In order to establish an appropriate spheroidization heat treatment and to take the effect of Cr into account, the phase diagrams were calculated using ThermoCalc software. Figure 1(a) presents the quasi-binary Fe-C phase diagrams, and Figure 1(b) shows the temperature dependence of the cementite fraction for the investigated steels (Table I). Three-phase regions (ferrite, austenite, and cementite), which split A 1 into two lines, are observed in the phase diagrams for all steels. Lower and upper A 1 temperatures are presented as A 1 and A1, respectively, in Figure 1. Characteristic temperatures from the phase diagram are listed in Table II, and it can be seen that the addition of alloying elements changes the phase equilibria for these steels. The increase in Cr content, for instance, raises the A 1 and A1 temperatures, slightly widens the three-phase region, and shifts the eutectoid composition to lower carbon concentration (Figure 1, Table II).
Table II
Characteristic Temperatures and Eutectoid Compositions
Steel
A 1 (K)
A1 (K)
C eut (Wt Pct)
0.5Cr
1003
1008
0.67
1.5Cr
1008
1015
0.56
2.5Cr
1015
1023
0.45
3.5Cr
1021
1030
0.37
As suggested in Reference 5, the DET reaction usually occurs at slow cooling and after austenitization at lower temperatures compared with the pearlitic reaction. This research focuses on the influence of the austenitization temperature and time on the spheroidization process, therefore the cooling rate has been kept constant. The entire proposed spheroidization heat treatment is shown in Figure 2. At first, the heat treatment proposed for commercial SAE 52100 steel[1,5] has been used, i.e., the austenitization time t 1 is taken to be 3 hours and the austenitization temperature T 1 = A1 + 75 K, with a cooling rate of 15 K/h from the austenitization temperature to 10 K above A1, followed by cooling at 5 K/h to 955 K. As shown later, different T 1 and t 1 are used to promote the DET reaction and to improve the spheroidization heat treatment for the 0.5Cr steel.

### 3.2 Microstructural Observations and Hardness Measurement

The initial microstructures of hypereutectoid Cr-containing steels after casting and HIP consist of pearlite and proeutectoid cementite at the prior austenite grain boundaries (Figures 3(a), (c), (e), and (g)).
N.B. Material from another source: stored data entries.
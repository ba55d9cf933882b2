//! OS-event backend: one wait primitive multiplexing descriptor readiness,
//! filesystem path events, and process lifecycle events.
//!
//! The backend owns every OS handle involved and keeps three watch tables,
//! one per event family. The single invariant tying them together: an entry
//! is present in a table exactly when the corresponding native registration
//! exists, so teardown is nothing more than dropping the owned descriptors.

mod paths;
mod poller;
mod process;
mod waker;

pub(crate) use self::waker::Waker;

use hashbrown::HashMap;
use parking_lot::Mutex;
use std::io;
use std::os::fd::RawFd;
use std::path::Path;
use std::path::PathBuf;
use std::sync::Arc;
use triomphe::Arc as TArc;

use crate::app::Runtime;
use crate::consts::CAP_POLL_EVENTS;
use crate::core::EventFlags;
use crate::core::ObjectId;
use crate::core::PollKey;
use crate::core::PollRecord;
use crate::core::ProcessEvent;
use crate::core::WatchDescriptor;
use crate::core::check_group;
use crate::core::fatal;

use self::paths::PathWatcher;
use self::poller::EpollPoller;
use self::poller::from_native_fdflags;
use self::process::ProcessWatcher;

// -----------------------------------------------------------------------------
// Handlers
// -----------------------------------------------------------------------------

pub(crate) type FdCallback = Arc<dyn Fn(&Runtime, RawFd, EventFlags) + Send + Sync>;
pub(crate) type PathCallback = Arc<dyn Fn(&Runtime, WatchDescriptor, EventFlags) + Send + Sync>;
pub(crate) type ProcessCallback = Arc<dyn Fn(&Runtime, ProcessEvent) + Send + Sync>;

/// A registered callback together with its optional owner identity.
///
/// The owner is never dereferenced here; the loop re-checks it against the
/// identity table at delivery time and skips dead owners.
pub(crate) struct Handler<F> {
  pub(crate) owner: Option<ObjectId>,
  pub(crate) call: F,
}

impl<F: Clone> Clone for Handler<F> {
  fn clone(&self) -> Self {
    Self {
      owner: self.owner,
      call: self.call.clone(),
    }
  }
}

// -----------------------------------------------------------------------------
// Watch Tables
// -----------------------------------------------------------------------------

struct FdWatch {
  flags: EventFlags,
  handler: Handler<FdCallback>,
}

struct PathWatch {
  path: PathBuf,
  flags: EventFlags,
  handler: Handler<PathCallback>,
}

struct PathTable {
  watches: HashMap<WatchDescriptor, PathWatch>,
  /// Whether the path watcher's descriptor has joined the poller's
  /// interest set. Flipped by the first successful path watch and never
  /// cleared; a registered-but-idle descriptor reports nothing.
  online: bool,
}

struct PidWatch {
  pid: i32,
  flags: EventFlags,
  handler: Handler<ProcessCallback>,
}

// -----------------------------------------------------------------------------
// Backend
// -----------------------------------------------------------------------------

/// Settings consumed by [`Backend::new`].
#[derive(Clone, Copy, Debug)]
pub(crate) struct BackendConfig {
  pub(crate) process_events: bool,
  pub(crate) poll_capacity: usize,
}

/// The unified OS-event multiplexer.
pub(crate) struct Backend {
  poller: EpollPoller,
  waker: TArc<Waker>,
  paths: Option<PathWatcher>,
  processes: Option<ProcessWatcher>,
  fd_watches: Mutex<HashMap<RawFd, FdWatch>>,
  path_watches: Mutex<PathTable>,
  pid_watches: Mutex<Vec<PidWatch>>,
  scratch: Mutex<Vec<(RawFd, u32)>>,
}

impl Backend {
  /// Brings up the wait primitive and its auxiliary streams.
  ///
  /// The epoll instance and the waker are mandatory and abort on failure.
  /// The path watcher and the process-events connector are best-effort:
  /// either may be unavailable (the connector usually for lack of
  /// privilege), in which case its feature is disabled and everything else
  /// keeps working.
  ///
  /// Only the waker and the connector join the poller's interest set
  /// here. The path watcher is merely allocated; its descriptor is
  /// registered by the first successful path watch.
  pub(crate) fn new(config: BackendConfig) -> Self {
    let poller: EpollPoller = EpollPoller::new(config.poll_capacity);
    let waker: TArc<Waker> = TArc::new(Waker::new());

    if let Err(error) = poller.watch(waker.raw(), EventFlags::READABLE, false) {
      fatal!(error);
    }

    let paths: Option<PathWatcher> = match PathWatcher::new() {
      Ok(watcher) => {
        tracing::debug!(fd = watcher.raw(), "path watcher allocated");
        Some(watcher)
      }
      Err(error) => {
        tracing::warn!(%error, "path watching disabled");
        None
      }
    };

    let processes: Option<ProcessWatcher> = if config.process_events {
      match ProcessWatcher::new() {
        Ok(watcher) => match poller.watch(watcher.raw(), EventFlags::READABLE, false) {
          Ok(()) => {
            tracing::debug!(fd = watcher.raw(), "process watcher ready");
            Some(watcher)
          }
          Err(error) => {
            tracing::warn!(%error, "process watching disabled");
            None
          }
        },
        Err(error) => {
          tracing::warn!(%error, "process watching disabled (privilege required)");
          None
        }
      }
    } else {
      None
    };

    Self {
      poller,
      waker,
      paths,
      processes,
      fd_watches: Mutex::new(HashMap::new()),
      path_watches: Mutex::new(PathTable {
        watches: HashMap::new(),
        online: false,
      }),
      pid_watches: Mutex::new(Vec::new()),
      scratch: Mutex::new(Vec::with_capacity(CAP_POLL_EVENTS)),
    }
  }

  #[inline]
  pub(crate) fn waker(&self) -> &TArc<Waker> {
    &self.waker
  }

  /// Returns `true` if the process-events connector is live.
  #[inline]
  pub(crate) fn process_events_enabled(&self) -> bool {
    self.processes.is_some()
  }

  // ---------------------------------------------------------------------------
  // Registration
  // ---------------------------------------------------------------------------

  /// Registers `fd`, or atomically replaces its flags and handler when it
  /// is already registered. On failure nothing changes.
  pub(crate) fn add(&self, fd: RawFd, flags: EventFlags, handler: Handler<FdCallback>) -> io::Result<()> {
    check_group(flags, EventFlags::DESCRIPTOR_GROUP)?;

    let mut watches = self.fd_watches.lock();
    let present: bool = watches.contains_key(&fd);

    self.poller.watch(fd, flags, present)?;
    watches.insert(fd, FdWatch { flags, handler });

    tracing::trace!(fd, ?flags, replaced = present, "descriptor watch updated");

    Ok(())
  }

  /// Registers a path watch and returns the descriptor naming it.
  ///
  /// The first successful call also registers the path watcher's own
  /// descriptor with the poller, so it is part of the interest set exactly
  /// when path watches can exist. A failure here leaves no partial state.
  pub(crate) fn watch_path(
    &self,
    path: &Path,
    flags: EventFlags,
    handler: Handler<PathCallback>,
  ) -> io::Result<WatchDescriptor> {
    check_group(flags, EventFlags::PATH_GROUP)?;

    let Some(watcher) = &self.paths else {
      return Err(io::Error::new(io::ErrorKind::Unsupported, "path watching unavailable"));
    };

    let mut table = self.path_watches.lock();
    let wd: WatchDescriptor = watcher.watch(path, flags)?;

    if !table.online {
      if let Err(error) = self.poller.watch(watcher.raw(), EventFlags::READABLE, false) {
        watcher.forget(wd);
        return Err(error);
      }

      table.online = true;
      tracing::trace!(fd = watcher.raw(), "path watcher registered with the poller");
    }

    table.watches.insert(wd, PathWatch {
      path: path.to_owned(),
      flags,
      handler,
    });

    tracing::trace!(wd, path = %path.display(), ?flags, "path watch added");

    Ok(wd)
  }

  /// Registers interest in lifecycle events of `pid`.
  ///
  /// Multiple registrations per PID are allowed; each is matched against
  /// observed events independently. Returns `false` when the flags are not
  /// process-group or the connector is disabled.
  pub(crate) fn watch_pid(&self, pid: i32, flags: EventFlags, handler: Handler<ProcessCallback>) -> bool {
    if !flags.is_within(EventFlags::PROCESS_GROUP) {
      tracing::trace!(pid, ?flags, "process watch rejected: wrong flag group");
      return false;
    }

    if self.processes.is_none() {
      tracing::trace!(pid, "process watch rejected: connector disabled");
      return false;
    }

    self.pid_watches.lock().push(PidWatch { pid, flags, handler });

    tracing::trace!(pid, ?flags, "process watch added");

    true
  }

  /// Removes the watch named by `key`. Unknown keys leave every table
  /// untouched and return `false`.
  pub(crate) fn remove(&self, key: PollKey) -> bool {
    match key {
      PollKey::Fd(fd) => {
        let mut watches = self.fd_watches.lock();

        let Some(watch) = watches.remove(&fd) else {
          return false;
        };

        self.poller.forget(fd);
        tracing::trace!(fd, flags = ?watch.flags, "descriptor watch removed");

        true
      }
      PollKey::Wd(wd) => {
        let mut table = self.path_watches.lock();

        let Some(watch) = table.watches.remove(&wd) else {
          return false;
        };

        if let Some(watcher) = &self.paths {
          watcher.forget(wd);
        }

        tracing::trace!(wd, path = %watch.path.display(), flags = ?watch.flags, "path watch removed");

        true
      }
      PollKey::Pid(pid) => {
        let mut watches = self.pid_watches.lock();
        let before: usize = watches.len();

        watches.retain(|watch| watch.pid != pid);

        let removed: bool = watches.len() != before;

        if removed {
          tracing::trace!(pid, "process watches removed");
        }

        removed
      }
    }
  }

  // ---------------------------------------------------------------------------
  // Handler Lookup
  // ---------------------------------------------------------------------------

  pub(crate) fn fd_handler(&self, fd: RawFd) -> Option<Handler<FdCallback>> {
    self.fd_watches.lock().get(&fd).map(|watch| watch.handler.clone())
  }

  pub(crate) fn path_handler(&self, wd: WatchDescriptor) -> Option<Handler<PathCallback>> {
    self.path_watches.lock().watches.get(&wd).map(|watch| watch.handler.clone())
  }

  #[cfg(test)]
  pub(crate) fn path_watcher_online(&self) -> bool {
    self.path_watches.lock().online
  }

  /// Returns the handlers of every registration for `pid` whose interest
  /// intersects the observed flags.
  pub(crate) fn pid_handlers(&self, pid: i32, observed: EventFlags) -> Vec<Handler<ProcessCallback>> {
    self
      .pid_watches
      .lock()
      .iter()
      .filter(|watch| watch.pid == pid && watch.flags.intersects(observed))
      .map(|watch| watch.handler.clone())
      .collect()
  }

  // ---------------------------------------------------------------------------
  // Polling
  // ---------------------------------------------------------------------------

  /// Waits up to `timeout_ms` and decodes one batch of ready entities into
  /// `out`, which is cleared at entry.
  ///
  /// Returns `false` on timeout with no events or on an OS error; `out` is
  /// left empty in both cases. Auxiliary streams (path records, process
  /// messages) are drained here so the records the loop sees are already
  /// portable.
  pub(crate) fn poll(&self, timeout_ms: i32, out: &mut Vec<PollRecord>) -> bool {
    out.clear();

    let mut raw = self.scratch.lock();
    raw.clear();

    match self.poller.wait(timeout_ms, &mut raw) {
      Ok(0) => return false,
      Ok(_) => {}
      Err(error) => {
        tracing::warn!(%error, "poll failed");
        return false;
      }
    }

    for (fd, events) in raw.drain(..) {
      if fd == self.waker.raw() {
        self.waker.drain();
        continue;
      }

      if let Some(watcher) = &self.paths {
        if watcher.raw() == fd {
          watcher.drain(|wd, flags| out.push(PollRecord::new(PollKey::Wd(wd), flags)));
          continue;
        }
      }

      if let Some(watcher) = &self.processes {
        if watcher.raw() == fd {
          watcher.drain(|flags, event| out.push(PollRecord::with_process(flags, event)));
          continue;
        }
      }

      out.push(PollRecord::new(PollKey::Fd(fd), from_native_fdflags(events)));
    }

    !out.is_empty()
  }
}

// -----------------------------------------------------------------------------
// Tests
// -----------------------------------------------------------------------------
The hardness of these microstructures is in the range of 280 to 370 HV, as shown in Figure 4. The hardness increases with increasing Cr content as a result of the smaller grain size (Figure 3). The volume fraction of proeutectoid cementite according to the phase diagram changes from 0.06 in 0.5Cr steel to 0.10 in 3.5Cr steel, whereas the total equilibrium volume fraction of cementite at room temperature in all steels is around 0.15 (Figure 1). Such a pearlitic microstructure has a poor machinability, which is considered to be a disadvantage for industrial applications. In order to overcome these problems, the spheroidization annealing as described in the previous section is performed. The austenitization temperatures are 1085, 1095, 1100, and 1110 K for the 0.5Cr, 1.5Cr, 2.5Cr, and 3.5Cr steels, respectively, i.e., T 1 = A1 + 75 K. During the spheroidization annealing the dilatation signal has been recorded, and during cooling the austenite-ferrite transformation starting temperatures T start are determined from the dilatometry experiments. The undercoolings $$\Delta T = A^{'}_{1} - T_{{start}}$$ are found to be different for different heat treatments and Cr contents, and will be discussed subsequently.
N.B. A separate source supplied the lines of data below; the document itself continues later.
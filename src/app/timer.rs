use hashbrown::HashMap;
use parking_lot::Mutex;
use std::fmt::Debug;
use std::fmt::Display;
use std::fmt::Formatter;
use std::fmt::Result as FmtResult;
use std::sync::Arc;
use std::time::Duration;
use std::time::Instant;

use crate::app::Runtime;
use crate::core::ObjectId;
use crate::fabric::Anchor;
use crate::fabric::Deferred;
use crate::fabric::Signal;
use crate::fabric::guarded;

// -----------------------------------------------------------------------------
// Timer Id
// -----------------------------------------------------------------------------

/// Identifier of one armed timer, unique for the runtime's lifetime.
#[derive(Clone, Copy, Debug, Hash, PartialEq, Eq, PartialOrd, Ord)]
#[repr(transparent)]
pub struct TimerId {
  value: u64,
}

impl Display for TimerId {
  fn fmt(&self, f: &mut Formatter<'_>) -> FmtResult {
    write!(f, "#TIMER<{}>", self.value)
  }
}

// -----------------------------------------------------------------------------
// Timer Table
// -----------------------------------------------------------------------------

pub(crate) type TimerCallback = Arc<dyn Fn(&Runtime) + Send + Sync>;

struct TimerEntry {
  deadline: Instant,
  period: Option<Duration>,
  owner: Option<ObjectId>,
  call: TimerCallback,
}

struct TimerState {
  entries: HashMap<u64, TimerEntry>,
  next_id: u64,
}

/// Registry of pending timer deadlines.
///
/// The loop asks for the earliest deadline when computing its poll timeout
/// and fires due entries right after the poll returns. Repeating entries
/// re-arm by whole periods, so a delayed loop catches up one tick per
/// iteration instead of bursting.
pub(crate) struct TimerTable {
  state: Mutex<TimerState>,
}

impl TimerTable {
  pub(crate) fn new() -> Self {
    Self {
      state: Mutex::new(TimerState {
        entries: HashMap::new(),
        next_id: 0,
      }),
    }
  }

  /// Arms a timer due after `delay`, repeating every `period` when given.
  pub(crate) fn register(
    &self,
    delay: Duration,
    period: Option<Duration>,
    owner: Option<ObjectId>,
    call: TimerCallback,
  ) -> TimerId {
    let mut state = self.state.lock();

    let id: u64 = state.next_id;
    state.next_id += 1;

    state.entries.insert(id, TimerEntry {
      deadline: Instant::now() + delay,
      period,
      owner,
      call,
    });

    tracing::trace!(timer = %TimerId { value: id }, ?delay, ?period, "timer armed");

    TimerId { value: id }
  }

  /// Disarms a timer. Unknown IDs (including already-fired one-shots)
  /// return `false`.
  pub(crate) fn cancel(&self, id: TimerId) -> bool {
    let removed: bool = self.state.lock().entries.remove(&id.value).is_some();

    if removed {
      tracing::trace!(timer = %id, "timer disarmed");
    }

    removed
  }

  /// Returns the earliest pending deadline.
  pub(crate) fn next_deadline(&self) -> Option<Instant> {
    self.state.lock().entries.values().map(|entry| entry.deadline).min()
  }

  /// Enqueues the callback of every due entry and re-arms the repeating
  /// ones. Must run on the loop thread, right after the poll returns.
  pub(crate) fn fire_due(&self, runtime: &Runtime) {
    let now: Instant = Instant::now();

    let batch: Vec<Deferred> = {
      let mut state = self.state.lock();
      let mut batch: Vec<Deferred> = Vec::new();
      let mut spent: Vec<u64> = Vec::new();

      for (id, entry) in state.entries.iter_mut() {
        if entry.deadline > now {
          continue;
        }

        let call: TimerCallback = Arc::clone(&entry.call);

        batch.push(guarded(entry.owner, move |runtime: &Runtime| {
          (*call)(runtime);
        }));

        match entry.period {
          Some(period) => entry.deadline += period,
          None => spent.push(*id),
        }
      }

      for id in spent {
        state.entries.remove(&id);
      }

      batch
    };

    if !batch.is_empty() {
      runtime.queue().extend(batch);
    }
  }
}

// -----------------------------------------------------------------------------
// Timer Event
// -----------------------------------------------------------------------------

/// A timer object publishing its expiry as a signal.
///
/// The timer owns an [`Anchor`], so dropping it silently cancels any expiry
/// that is already sitting in the dispatch queue.
pub struct TimerEvent {
  anchor: Anchor,
  expired: Signal<()>,
  armed: Mutex<Option<TimerId>>,
}

impl TimerEvent {
  pub fn new(runtime: &Runtime) -> Self {
    Self {
      anchor: runtime.anchor(),
      expired: Signal::new(),
      armed: Mutex::new(None),
    }
  }

  /// The signal emitted on every expiry.
  #[inline]
  pub fn expired(&self) -> &Signal<()> {
    &self.expired
  }

  /// Arms the timer to fire after `delay`, and every `delay` thereafter
  /// when `repeat` is set. A previously armed deadline is replaced.
  pub fn start(&self, runtime: &Runtime, delay: Duration, repeat: bool) {
    self.stop(runtime);

    let signal: Signal<()> = self.expired.clone();

    let id: TimerId = runtime.start_timer(delay, repeat.then_some(delay), Some(&self.anchor), move |runtime| {
      signal.emit(runtime, ());
    });

    *self.armed.lock() = Some(id);
  }

  /// Disarms the timer. Returns `false` when it was not armed.
  pub fn stop(&self, runtime: &Runtime) -> bool {
    match self.armed.lock().take() {
      Some(id) => runtime.stop_timer(id),
      None => false,
    }
  }
}

impl Debug for TimerEvent {
  fn fmt(&self, f: &mut Formatter<'_>) -> FmtResult {
    f.debug_struct("TimerEvent")
      .field("anchor", &self.anchor)
      .field("armed", &*self.armed.lock())
      .finish()
  }
}

// -----------------------------------------------------------------------------
// Tests
// -----------------------------------------------------------------------------

#[cfg(test)]
mod tests {
  use super::*;

  #[test]
  fn test_register_and_cancel() {
    let table: TimerTable = TimerTable::new();

    let id: TimerId = table.register(
      Duration::from_millis(10),
      None,
      None,
      Arc::new(|_rt| {}),
    );

    assert!(table.next_deadline().is_some());
    assert!(table.cancel(id));
    assert!(!table.cancel(id));
    assert!(table.next_deadline().is_none());
  }

  #[test]
  fn test_next_deadline_is_earliest() {
    let table: TimerTable = TimerTable::new();
    let noop: TimerCallback = Arc::new(|_rt| {});

    table.register(Duration::from_millis(500), None, None, Arc::clone(&noop));

    let soon: TimerId = table.register(Duration::from_millis(5), None, None, noop);
    let deadline: Instant = table.next_deadline().unwrap();

    assert!(deadline <= Instant::now() + Duration::from_millis(5));

    table.cancel(soon);

    assert!(table.next_deadline().unwrap() > deadline);
  }

  #[test]
  fn test_ids_are_unique() {
    let table: TimerTable = TimerTable::new();

    let first: TimerId = table.register(Duration::ZERO, None, None, Arc::new(|_rt| {}));
    let second: TimerId = table.register(Duration::ZERO, None, None, Arc::new(|_rt| {}));

    assert_ne!(first, second);
  }
}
The microstructure after the spheroidization heat treatment is presented in Figures 3(b), (d), (f), and (h). The 1.5Cr, 2.5Cr, and 3.5Cr steels (Figures 3(d), (f), and (h)) demonstrate a well-spheroidized structure, while the 0.5Cr steel does not show a complete spheroidization of cementite (Figure 3(b)), and the aspect ratio of the cementite particles varies from 1.2 to 10. The microstructure of this steel consists of islands of newly formed pearlite and large spherical cementite particles. To improve the spheroidization, the heat treatment is redesigned based on the idea that the austenite at the T 1 temperature should contain a sufficiently high density of undissolved cementite particles. In the case of the 0.5Cr steel, the reason for the formation of pearlite instead of a spheroidized structure is either a too high austenitization temperature (1085 K) or an excessively long austenitization time (3 hours). This results in a greatly pronounced dissolution of cementite. At high austenitization temperature cementite can also start to coarsen by Ostwald ripening.[14] The large spacing between cementite particles subsequently promotes the formation of new colonies of pearlite during cooling.
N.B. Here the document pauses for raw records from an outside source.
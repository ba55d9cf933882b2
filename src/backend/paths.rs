use std::ffi::CString;
use std::io;
use std::os::fd::AsRawFd;
use std::os::fd::FromRawFd;
use std::os::fd::OwnedFd;
use std::os::fd::RawFd;
use std::os::unix::ffi::OsStrExt;
use std::path::Path;
use std::ptr;

use crate::consts::CAP_PATH_BUFFER;
use crate::core::EventFlags;
use crate::core::WatchDescriptor;
use crate::utils::ignore_eintr;

// -----------------------------------------------------------------------------
// Flag Translation
// -----------------------------------------------------------------------------

/// Translates portable path flags to the native inotify mask.
pub(crate) const fn to_native_pathflags(flags: EventFlags) -> u32 {
  let mut native: u32 = 0;

  if flags.contains(EventFlags::READ_EVENT) {
    native |= libc::IN_ACCESS;
  }
  if flags.contains(EventFlags::WRITE_EVENT) {
    native |= libc::IN_MODIFY;
  }
  if flags.contains(EventFlags::ATTRIBUTE_MOD) {
    native |= libc::IN_ATTRIB;
  }
  if flags.contains(EventFlags::MOVED) {
    native |= libc::IN_MOVE_SELF;
  }

  native
}

/// Translates a native inotify mask back to portable path flags.
///
/// Administrative bits (`IN_IGNORED`, `IN_Q_OVERFLOW`, ...) translate to an
/// empty set and are dropped by the caller.
pub(crate) const fn from_native_pathflags(native: u32) -> EventFlags {
  let mut flags: EventFlags = EventFlags::empty();

  if native & libc::IN_ACCESS != 0 {
    flags = flags.union(EventFlags::READ_EVENT);
  }
  if native & libc::IN_MODIFY != 0 {
    flags = flags.union(EventFlags::WRITE_EVENT);
  }
  if native & libc::IN_ATTRIB != 0 {
    flags = flags.union(EventFlags::ATTRIBUTE_MOD);
  }
  if native & libc::IN_MOVE_SELF != 0 {
    flags = flags.union(EventFlags::MOVED);
  }

  flags
}

// -----------------------------------------------------------------------------
// Path Watcher
// -----------------------------------------------------------------------------

/// Thin owner of the inotify instance.
///
/// The instance descriptor itself is registered with the poller by the
/// backend; readiness on it means the record stream below has data.
#[derive(Debug)]
pub(crate) struct PathWatcher {
  fd: OwnedFd,
}

impl PathWatcher {
  /// Creates the inotify instance. Failure disables path watching but
  /// leaves the rest of the backend intact.
  pub(crate) fn new() -> io::Result<Self> {
    let fd: RawFd = unsafe { libc::inotify_init1(libc::IN_CLOEXEC | libc::IN_NONBLOCK) };

    if fd < 0 {
      return Err(io::Error::last_os_error());
    }

    Ok(Self {
      // SAFETY: `inotify_init1` returned a fresh descriptor that we now own.
      fd: unsafe { OwnedFd::from_raw_fd(fd) },
    })
  }

  #[inline]
  pub(crate) fn raw(&self) -> RawFd {
    self.fd.as_raw_fd()
  }

  /// Registers `path` and returns the watch descriptor naming it.
  pub(crate) fn watch(&self, path: &Path, flags: EventFlags) -> io::Result<WatchDescriptor> {
    let native: CString = CString::new(path.as_os_str().as_bytes())
      .map_err(|_| io::Error::from(io::ErrorKind::InvalidInput))?;

    let wd: libc::c_int = unsafe {
      libc::inotify_add_watch(self.fd.as_raw_fd(), native.as_ptr(), to_native_pathflags(flags))
    };

    if wd < 0 {
      return Err(io::Error::last_os_error());
    }

    Ok(wd)
  }

  /// Unregisters a watch descriptor.
  pub(crate) fn forget(&self, wd: WatchDescriptor) -> bool {
    unsafe { libc::inotify_rm_watch(self.fd.as_raw_fd(), wd) == 0 }
  }

  /// Drains one batch of pending records.
  ///
  /// Records are variable length: a fixed header followed by an optional
  /// NUL-padded name. Each record that translates to a non-empty portable
  /// set is passed to `visit`; administrative records are dropped. The
  /// descriptor is level triggered in the poller, so a batch larger than
  /// the buffer is reported again on the next poll.
  pub(crate) fn drain<F>(&self, mut visit: F)
  where
    F: FnMut(WatchDescriptor, EventFlags),
  {
    let mut buffer: [u8; CAP_PATH_BUFFER] = [0; CAP_PATH_BUFFER];

    let length: isize = match ignore_eintr(|| {
      let length: isize = unsafe {
        libc::read(self.fd.as_raw_fd(), buffer.as_mut_ptr().cast(), buffer.len())
      };

      if length < 0 {
        Err(io::Error::last_os_error())
      } else {
        Ok(length)
      }
    }) {
      Ok(length) => length,
      Err(error) if error.kind() == io::ErrorKind::WouldBlock => return,
      Err(error) => {
        tracing::warn!(%error, "path watcher drain failed");
        return;
      }
    };

    let mut cursor: usize = 0;
    let header: usize = size_of::<libc::inotify_event>();

    while cursor + header <= length as usize {
      // SAFETY: The kernel wrote a full record header at `cursor` and the
      //         bounds check above keeps the read inside the buffer.
      let record: libc::inotify_event =
        unsafe { ptr::read_unaligned(buffer.as_ptr().add(cursor).cast()) };

      cursor += header + record.len as usize;

      let flags: EventFlags = from_native_pathflags(record.mask);

      if flags.is_empty() {
        tracing::trace!(wd = record.wd, mask = record.mask, "administrative path record dropped");
        continue;
      }

      visit(record.wd, flags);
    }
  }
}

// -----------------------------------------------------------------------------
// Tests
// -----------------------------------------------------------------------------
To verify this idea, three more experiments were performed. The austenitization time was reduced from 3 hours to 10 min at 1085 K, which did not produce any significant change in the final microstructure of the 0.5Cr steel. Then the temperature dependence of the cementite fraction was considered (Figure 1(b)) in order to choose a lower temperature for austenitization of the 0.5Cr steel. For successfully spheroidized alloys (1.5Cr, 2.5Cr, and 3.5Cr) the volume fraction of cementite has been found to be between 0.04 and 0.06 at the austenitization temperature, whereas in the 0.5Cr steel it is only 0.025 at 1085 K. In the 0.5Cr steel a cementite volume fraction of 0.04 is expected after austenitization at 1045 K (Figure 1(b), triangle).
The obtained microstructure shows a completely spheroidized microstructure (Figure 5(a)) with a network of grain boundary cementite (Figure 5(b)). However, the cementite network is not continuous and particles are isolated from each other. It should be noted that the austenitization at 1045 K is performed for 2 hours, and this time is apparently not long enough to sufficiently reduce the cementite network. Austenitization at 1045 K is then prolonged to 5.5 hours which, according to the calculated diffusional distances, should be long enough to completely break up the grain-boundary cementite network. However, during cooling after austenitization at 1045 K for 5.5 hours the formation of lamellar cementite is observed (Figure 5(c)), which was likely due to particle coarsening during austenitization. The spheroidized microstructure obtained after austenitization at 1045 K for 2 hours (Figures 5(a) and (b)) is considered to be optimal for 0.5Cr steel.
The measured hardness for all steels is presented in Figure 4. It should be noted that after spheroidization the hardness is found to be around 190 HV for all steels, independent of Cr content. The variation in the different measurements (the error bars) appears to be very small compared with that for pearlitic microstructures (Figure 4), which is an indication of a uniform spheroidized microstructure with the same particle size distribution. It is known[1,9] that the hardness of the material is directly related to the degree of spheroidization, size, and spatial distribution of spheroidized particles. It seems that the particle size and the size distribution play a dominant role in hardness rather than the composition.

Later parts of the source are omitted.